Exercise :: Across the material below, how many lines contain the word "scanned"? Respond with the number only.
○ ○ ○ ○ ○ ○ ○
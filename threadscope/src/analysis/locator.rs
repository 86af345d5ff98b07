//! Target-thread discovery from sampled call stacks.
//!
//! A UI thread is identified by its entry point: every sample taken on it has
//! the startup function (e.g. `devenv!WinMain`) somewhere on the stack. Thread
//! names are not available in captures, so this stack signature is the only
//! reliable marker.

use log::{debug, info};
use threadscope_common::Event;

use super::call_stack::stack_contains;
use crate::domain::Tid;

/// Find the thread whose samples carry `entry_signature` on their stack.
///
/// Non-sample events are ignored. Returns the thread of the first matching
/// sample, or `None` if no sample matches.
pub fn locate_target_thread<'a, I>(events: I, entry_signature: &str) -> Option<Tid>
where
    I: IntoIterator<Item = &'a Event>,
{
    let mut scanned = 0usize;
    for event in events {
        let Event::Sample { tid, stack, .. } = event else {
            continue;
        };
        scanned += 1;
        if stack_contains(stack, entry_signature) {
            info!("Target thread {} found after {scanned} samples", Tid(*tid));
            return Some(Tid(*tid));
        }
    }
    debug!("No sample out of {scanned} contains '{entry_signature}'");
    None
}

#[cfg(test)]
mod tests {
    use super::*;
    use threadscope_common::Frame;

    fn sample(tid: u32, stack: Vec<Frame>) -> Event {
        Event::Sample { timestamp: 0.0, pid: 1, tid, stack }
    }

    #[test]
    fn test_finds_thread_with_entry_frame() {
        let events = vec![
            sample(10, vec![Frame::method("ntdll", "RtlUserThreadStart")]),
            Event::ReadyThread { timestamp: 0.0, awakened_tid: 20 },
            sample(20, vec![Frame::method("user32", "GetMessageW"), Frame::method("devenv", "WinMain")]),
            sample(30, vec![Frame::method("devenv", "WinMain")]),
        ];
        assert_eq!(locate_target_thread(&events, "devenv!WinMain"), Some(Tid(20)));
    }

    #[test]
    fn test_not_found() {
        let events = vec![sample(10, vec![Frame::method("ntdll", "RtlUserThreadStart")])];
        assert_eq!(locate_target_thread(&events, "devenv!WinMain"), None);
        assert_eq!(locate_target_thread(&[], "devenv!WinMain"), None);
    }

    #[test]
    fn test_context_switch_stacks_ignored() {
        let events = vec![Event::ContextSwitch {
            timestamp: 0.0,
            old_tid: 1,
            new_tid: 2,
            old_wait_reason: 0,
            stack: vec![Frame::method("devenv", "WinMain")],
        }];
        assert_eq!(locate_target_thread(&events, "devenv!WinMain"), None);
    }
}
○ ○ ○ ○ ○ ○ ○
Solved exercise :: 4